Eddy was only three when he wandered into a fiery trash pit, suffering severe burns across his feet and hands. The local medical center provided minimal care, suggesting that his parents treat his wounds with salt and hot water. But when the boy’s condition worsened and infection set in, his father took him to the Masindi-Kitara Medical Center. Within a few weeks, Eddy was on the road to recovery.
Dramatic recoveries like Eddy’s are common occurrences at the clinic, the first project from the Lowcountry-based Palmetto Medical Initiative (PMI). Completed in 2011, the clinic has already served more than 81,000 patients with a staff of trained local medical professionals and volunteers from Charleston and beyond. The clinic became entirely self-sustaining after just 13 months, meaning that patient fees cover the full operational costs of the facilities. Today, it’s a shining example for PMI’s growing list of projects in developing countries.
A Nicaraguan clinic opened in January, and there’s one in the works in Burundi, Africa. PMI staffers, including executive director Matt Alexander, are already working toward an additional two locations, with plans to have 20 clinics providing affordable, quality care to people in need by the end of the decade.
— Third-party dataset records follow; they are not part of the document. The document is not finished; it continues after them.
// Copyright © tabula 2024-present
//
// Licensed under the Apache License, Version 2.0 (the "License");
// you may not use this file except in compliance with the License.
// You may obtain a copy of the License at
//
//   https://www.apache.org/licenses/LICENSE-2.0
//
// Unless required by applicable law or agreed to in writing, software
// distributed under the License is distributed on an "AS IS" BASIS,
// WITHOUT WARRANTIES OR CONDITIONS OF ANY KIND, either express or implied.
// See the License for the specific language governing permissions and
// limitations under the License.

use std::collections::VecDeque;
use std::fs;
use std::io::{self, BufRead, Write};
use std::path::Path;

use color_eyre::Result;
use data::actions::game_action::GameAction;
use data::core::primitives::{Coord, Topology};
use data::game_states::game_state::{GameState, GameStatus};
use data::specs::game_spec::{GameSpec, ProfileSpec};
use display::rendering::{assets, render};
use rules::core::handle_action;
use rules::queries::players;
use rules::steps::step;
use tracing::warn;
use utils::outcome::{GameError, GameResult};

/// Drives the interactive loop matching the game's topology until the
/// player quits, input ends, or someone wins.
pub fn run(spec: &GameSpec, mut game: GameState, moves_path: Option<&Path>) -> Result<()> {
    let default_profile = ProfileSpec::default();
    let profile = spec.profile("ascii").unwrap_or(&default_profile);
    match game.topology {
        Topology::Grid { .. } => run_grid(spec, &mut game, profile, moves_path),
        Topology::Zones => run_cards(spec, &mut game, profile),
    }
}

fn run_grid(
    spec: &GameSpec,
    game: &mut GameState,
    profile: &ProfileSpec,
    moves_path: Option<&Path>,
) -> Result<()> {
    let mut script: VecDeque<String> = VecDeque::new();
    let mut scripted = false;
    if let Some(path) = moves_path {
        match fs::read_to_string(path) {
            Ok(text) => {
                script = text
                    .lines()
                    .map(str::trim)
                    .filter(|line| !line.is_empty())
                    .map(String::from)
                    .collect();
                scripted = true;
                println!("--- Running in scripted mode from '{}' ---", path.display());
            }
            Err(e) => {
                println!("!! Error: moves file not found at '{}' ({e})", path.display());
                return Ok(());
            }
        }
    }

    loop {
        print!("{}", render::render(game, profile, None));
        let Some(current) = game.current_player.clone() else {
            println!("Game over or error: No current player.");
            break;
        };
        println!("Turn: {current}");

        let line = if scripted {
            match script.pop_front() {
                Some(line) => {
                    println!("Executing from file: {line}");
                    line
                }
                None => {
                    scripted = false;
                    println!("--- End of script. Now in interactive mode. ---");
                    match prompt(&format!(
                        "Player '{current}', enter move (e.g., A1 B2) or 'quit': "
                    ))? {
                        Some(line) => line,
                        None => break,
                    }
                }
            }
        } else {
            match prompt(&format!(
                "Player '{current}', enter move (e.g., A1 B2) or 'quit': "
            ))? {
                Some(line) => line,
                None => break,
            }
        };

        if line.eq_ignore_ascii_case("quit") {
            println!("Game ended by user.");
            break;
        }

        if line.split_whitespace().count() < 2 {
            println!("!! A move requires at least a start and end position.");
            continue;
        }
        let path = match parse_path(game, &line) {
            Ok(path) => path,
            Err(error) => {
                // A malformed position re-prompts without giving up on the
                // rest of the script.
                println!("!! {error}");
                continue;
            }
        };
        if let Err(error) = handle_action::execute(spec, game, GameAction::MovePath(path)) {
            report_failure(&line, error, &mut scripted);
        }
    }
    Ok(())
}

/// Splits a move line into board coordinates, validating the position
/// format and the board bounds.
fn parse_path(game: &GameState, line: &str) -> GameResult<Vec<Coord>> {
    line.split_whitespace()
        .map(|label| {
            let coord = Coord::parse_label(label)
                .ok_or_else(|| GameError::InvalidPosition(label.to_string()))?;
            if !game.topology.contains(coord) {
                return Err(GameError::OutOfBounds(label.to_string()));
            }
            Ok(coord)
        })
        .collect()
}

fn report_failure(line: &str, error: GameError, scripted: &mut bool) {
    println!("!! {error}");
    if *scripted {
        let error = GameError::ScriptedMoveFailed {
            line: line.to_string(),
            cause: Box::new(error),
        };
        warn!(%error, "aborting script");
        println!("!! Aborting script. Switching to interactive mode.");
        *scripted = false;
    }
}

fn run_cards(spec: &GameSpec, game: &mut GameState, profile: &ProfileSpec) -> Result<()> {
    loop {
        let Some(current) = game.current_player.clone() else {
            println!("Game over or error: No current player.");
            break;
        };
        print!("{}", render::render(game, profile, Some(&current)));
        println!("\n>>> {current}'s Turn <<<");

        let hand = players::hand_zone(game, &current);
        let hand_empty = hand
            .as_ref()
            .and_then(|name| game.zones.get(name))
            .map(|zone| zone.is_empty())
            .unwrap_or(true);
        if hand_empty {
            println!("You have no cards! Skipping turn.");
            step::rotate_turn(game);
            continue;
        }

        let Some(line) = prompt("Enter card # to play, 0 to draw (or 'quit'): ")? else {
            break;
        };
        if line.eq_ignore_ascii_case("quit") {
            println!("Game ended by user.");
            break;
        }
        let Ok(number) = line.trim().parse::<usize>() else {
            println!("!! Invalid input. Enter a card number.");
            continue;
        };

        let (action, played) = if number == 0 {
            (GameAction::DrawCard, None)
        } else {
            let played = hand
                .as_ref()
                .and_then(|name| game.zones.get(name))
                .and_then(|zone| zone.entities.get(number - 1))
                .copied();
            (GameAction::PlayCard(number), played)
        };

        match handle_action::execute(spec, game, action) {
            Ok(()) => {
                match played {
                    Some(id) => {
                        println!("\nPlayed {}", assets::entity_asset(game, profile, id, false))
                    }
                    None => println!("\nDrew a card."),
                }
                if let GameStatus::GameOver { winner } = game.status.clone() {
                    print!("{}", render::render(game, profile, Some(&current)));
                    println!("\n\n*** {winner} WINS! ***");
                    break;
                }
            }
            Err(error) => {
                println!("\n!! {error}");
                println!("Try again.");
            }
        }
    }
    Ok(())
}

/// Writes the prompt to stdout and reads one line. None means end of input.
fn prompt(message: &str) -> io::Result<Option<String>> {
    print!("{message}");
    io::stdout().flush()?;
    let mut line = String::new();
    if io::stdin().lock().read_line(&mut line)? == 0 {
        return Ok(None);
    }
    Ok(Some(line.trim().to_string()))
}
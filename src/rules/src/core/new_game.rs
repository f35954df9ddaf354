// Copyright © tabula 2024-present
//
// Licensed under the Apache License, Version 2.0 (the "License");
// you may not use this file except in compliance with the License.
// You may obtain a copy of the License at
//
//   https://www.apache.org/licenses/LICENSE-2.0
//
// Unless required by applicable law or agreed to in writing, software
// distributed under the License is distributed on an "AS IS" BASIS,
// WITHOUT WARRANTIES OR CONDITIONS OF ANY KIND, either express or implied.
// See the License for the specific language governing permissions and
// limitations under the License.

use std::collections::BTreeMap;

use data::core::primitives::{Coord, PlayerName, Topology, ZoneName};
use data::core::value::Value;
use data::entity_states::entity_state::Position;
use data::entity_states::zones::Zone;
use data::game_states::game_state::GameState;
use data::player_states::player_state::Player;
use data::specs::game_spec::{AttrMap, GameSpec, SetupStep};
use rand::seq::SliceRandom;
use tracing::{debug, info, warn};
use utils::outcome::{GameError, GameResult};

use crate::eval::expr::{self, Expr};
use crate::mutations::zones;

/// Builds the initial [GameState] for a loaded document: players, topology,
/// zones, state variables, setup steps, initial phase.
///
/// `requested_players` defaults to the document's minimum count; a value
/// outside the declared range is an error. `seed` fixes the RNG so shuffles
/// and deals reproduce.
pub fn create(
    spec: &GameSpec,
    requested_players: Option<usize>,
    seed: Option<u64>,
) -> GameResult<GameState> {
    let min = spec.players.count.min;
    let max = spec.players.count.max;
    let num_players = requested_players.unwrap_or(min);
    if num_players < min || num_players > max {
        return Err(GameError::InvalidPlayerCount { min, max });
    }

    let mut game = GameState::new(topology(spec)?, seed);
    seat_players(spec, &mut game, num_players);
    create_zones(spec, &mut game);
    initialize_variables(spec, &mut game);
    for step in &spec.setup.steps {
        execute_step(&mut game, step);
    }
    game.current_phase =
        spec.game_flow.initial_phase.clone().unwrap_or_else(|| "main_turn".to_string());

    info!(
        name = spec.metadata.name.as_str(),
        players = game.players.len(),
        entities = game.entities.len(),
        "setup complete"
    );
    Ok(game)
}

fn topology(spec: &GameSpec) -> GameResult<Topology> {
    match spec.topology.kind.as_str() {
        "discrete" => {
            let structure = spec.topology.structure.as_deref().unwrap_or("");
            match extract_ints(structure).as_slice() {
                [width, height, ..] => Ok(Topology::Grid { width: *width, height: *height }),
                _ => Err(GameError::SpecLoad(format!(
                    "discrete topology needs a structure like grid(8,8), got '{structure}'"
                ))),
            }
        }
        "zones" => Ok(Topology::Zones),
        other => Err(GameError::SpecLoad(format!("unknown topology type '{other}'"))),
    }
}

fn seat_players(spec: &GameSpec, game: &mut GameState, num_players: usize) {
    if spec.players.dynamic_roles {
        let template =
            spec.players.roles.first().map(|r| convert_attrs(game, &r.attributes));
        for i in 1..=num_players {
            game.players.insert(Player::new(
                format!("Player{i}"),
                template.clone().unwrap_or_default(),
            ));
        }
    } else {
        for role in spec.players.roles.iter().take(num_players) {
            let attrs = convert_attrs(game, &role.attributes);
            game.players.insert(Player::new(role.name.clone(), attrs));
        }
    }
}

fn create_zones(spec: &GameSpec, game: &mut GameState) {
    for (name, zone_spec) in &spec.topology.zones {
        let mut owner = None;
        if let Some(owner_expr) = &zone_spec.owner {
            if let Some(player) = player_ref(owner_expr) {
                if !game.players.contains(&player) {
                    warn!(zone = name.as_str(), owner = %player, "owner not seated; zone skipped");
                    continue;
                }
                owner = Some(player);
            }
        }
        let visible_to = zone_spec
            .visible_to
            .iter()
            .filter_map(|v| player_ref(v))
            .filter(|p| game.players.contains(p))
            .collect();
        game.zones.insert(Zone {
            name: ZoneName::new(name.clone()),
            kind: zone_spec.kind.clone(),
            owner,
            visible: zone_spec.visible,
            ordered: zone_spec.ordered,
            visible_to,
            entities: Vec::new(),
        });
    }
}

fn initialize_variables(spec: &GameSpec, game: &mut GameState) {
    for (name, var) in &spec.state_schema.global {
        let value = initial_value(game, &var.initial);
        debug!(name = name.as_str(), ?value, "state variable");
        if name == "current_player" {
            if let Value::Player(player) = &value {
                game.current_player = Some(player.clone());
                continue;
            }
        }
        game.set_var(name.clone(), value);
    }
}

/// `player('X')` strings resolve to player references, numeric strings to
/// ints, anything else stays what it was (floats truncate, as ints are the
/// only counter type the rule language steps).
fn initial_value(game: &GameState, initial: &serde_json::Value) -> Value {
    match initial {
        serde_json::Value::String(s) => {
            if let Some(player) = player_ref(s) {
                return if game.players.contains(&player) {
                    Value::Player(player)
                } else {
                    Value::Null
                };
            }
            match s.trim().parse::<i64>() {
                Ok(n) => Value::Int(n),
                Err(_) => Value::Str(s.clone()),
            }
        }
        serde_json::Value::Bool(b) => Value::Int(*b as i64),
        serde_json::Value::Number(n) => match n.as_i64() {
            Some(i) => Value::Int(i),
            None => Value::Int(n.as_f64().unwrap_or(0.0) as i64),
        },
        other => Value::from(other),
    }
}

fn execute_step(game: &mut GameState, step: &SetupStep) {
    match step {
        SetupStep::SpawnEntity { schema, set_attributes, at } => {
            spawn_entities(game, schema, set_attributes, at)
        }
        SetupStep::ShuffleZone { zone } => {
            let name = ZoneName::new(zone.clone());
            let GameState { zones, rng, .. } = game;
            match zones.get_mut(&name) {
                Some(zone) => zone.entities.shuffle(rng),
                None => warn!(zone = name.as_str(), "cannot shuffle unknown zone"),
            }
        }
        SetupStep::DealCards { from, to, count } => {
            let Some(src) = zone_ref(from) else {
                warn!(from = from.as_str(), "deal source is not a zone reference");
                return;
            };
            let targets: Vec<ZoneName> = to
                .iter()
                .filter_map(|t| zone_ref(t))
                .filter(|z| game.zones.get(z).is_some())
                .collect();
            if !targets.is_empty() {
                zones::deal_round_robin(game, &src, &targets, *count);
            }
        }
        SetupStep::MoveCard { from, to, count } => {
            if let (Some(src), Some(dst)) = (zone_ref(from), zone_ref(to)) {
                zones::draw_cards(game, &src, &dst, *count);
            }
        }
    }
}

fn spawn_entities(game: &mut GameState, schema: &str, set_attributes: &AttrMap, at: &[String]) {
    let owner = set_attributes
        .get("owner")
        .and_then(|v| v.as_str())
        .and_then(player_ref)
        .filter(|p| game.players.contains(p));

    let mut attrs = BTreeMap::new();
    for (key, value) in set_attributes {
        if key == "owner" {
            continue;
        }
        attrs.insert(key.clone(), attr_value(game, value));
    }

    let locations: Vec<SpawnLocation> =
        at.iter().flat_map(|loc| parse_locations(loc)).collect();
    for location in locations {
        let id = game.entities.spawn(schema, owner.clone(), attrs.clone());
        match location {
            SpawnLocation::Cell(coord) => {
                game.board.place(coord, id);
                if let Some(entity) = game.entities.get_mut(id) {
                    entity.pos = Some(Position::At(coord));
                }
            }
            SpawnLocation::InZone(name) => match game.zones.get_mut(&name) {
                Some(zone) => {
                    zone.push(id);
                    if let Some(entity) = game.entities.get_mut(id) {
                        entity.pos = Some(Position::In(name.clone()));
                    }
                }
                None => warn!(zone = name.as_str(), "spawn target zone does not exist"),
            },
        }
    }
}

/// Attribute values in spawn steps pass through as-is except `player('X')`
/// strings, which become player references (null when no such player).
fn attr_value(game: &GameState, value: &serde_json::Value) -> Value {
    if let Some(text) = value.as_str() {
        if text.starts_with("player('") {
            return match player_ref(text).filter(|p| game.players.contains(p)) {
                Some(player) => Value::Player(player),
                None => Value::Null,
            };
        }
    }
    Value::from(value)
}

enum SpawnLocation {
    Cell(Coord),
    InZone(ZoneName),
}

/// Location micro-syntax: `grid_nodes(x0,y0,x1,y1)` enumerates the
/// inclusive rectangle row-major from the bottom; `zone('Name')` is a
/// single zone placement. Anything else resolves to no locations.
fn parse_locations(location: &str) -> Vec<SpawnLocation> {
    match &*expr::parse(location) {
        Expr::Call { name, args } if name == "grid_nodes" => {
            let ints: Vec<i64> =
                args.iter().filter_map(|a| match a {
                    Expr::Int(n) => Some(*n),
                    _ => None,
                }).collect();
            let [x_min, y_min, x_max, y_max] = ints.as_slice() else {
                warn!(location, "grid_nodes needs four integer bounds");
                return Vec::new();
            };
            let mut cells = Vec::new();
            for y in *y_min..=*y_max {
                for x in *x_min..=*x_max {
                    cells.push(SpawnLocation::Cell(Coord::new(x, y)));
                }
            }
            cells
        }
        Expr::Call { name, args } if name == "zone" => match args.as_slice() {
            [Expr::Str(zone)] => vec![SpawnLocation::InZone(ZoneName::new(zone.clone()))],
            _ => Vec::new(),
        },
        _ => {
            warn!(location, "unrecognized spawn location");
            Vec::new()
        }
    }
}

fn convert_attrs(game: &GameState, attrs: &AttrMap) -> BTreeMap<String, Value> {
    attrs.iter().map(|(k, v)| (k.clone(), attr_value(game, v))).collect()
}

/// Recognizes the `player('Name')` micro-syntax.
fn player_ref(text: &str) -> Option<PlayerName> {
    match &*expr::parse(text) {
        Expr::Call { name, args } if name == "player" => match args.as_slice() {
            [Expr::Str(player)] => Some(PlayerName::new(player.clone())),
            _ => None,
        },
        _ => None,
    }
}

/// Recognizes the `zone('Name')` micro-syntax.
fn zone_ref(text: &str) -> Option<ZoneName> {
    match &*expr::parse(text) {
        Expr::Call { name, args } if name == "zone" => match args.as_slice() {
            [Expr::Str(zone)] => Some(ZoneName::new(zone.clone())),
            _ => None,
        },
        _ => None,
    }
}

/// Runs of decimal digits anywhere in the string, in order. The tolerant
/// reading grid shapes get: `grid(8,8)`, `8x8` and `grid 8 by 8` all yield
/// `[8, 8]`.
fn extract_ints(text: &str) -> Vec<i64> {
    let mut ints = Vec::new();
    let mut current = String::new();
    for c in text.chars() {
        if c.is_ascii_digit() {
            current.push(c);
        } else if !current.is_empty() {
            if let Ok(n) = current.parse() {
                ints.push(n);
            }
            current.clear();
        }
    }
    if !current.is_empty() {
        if let Ok(n) = current.parse() {
            ints.push(n);
        }
    }
    ints
}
“Anybody in the U.S. can walk into an emergency room when they need help,” Alexander says. “Someone who’s living in East Africa or Central America and gets sick can sit for days and weeks and not be seen. What we really feel called to do is go to some of the poorest people in the world and give them access to care.”
So far, more than 1,100 volunteers from the U.S. (including about 550 from MUSC) have made quarterly pilgrimages to the PMI clinics to train and educate the national staff and deliver care to those in need. The goal is that each project will ultimately be completely self-sustaining. “We’re interested in the long-term, sustainable improvement of people’s lives through health,” explains Alexander.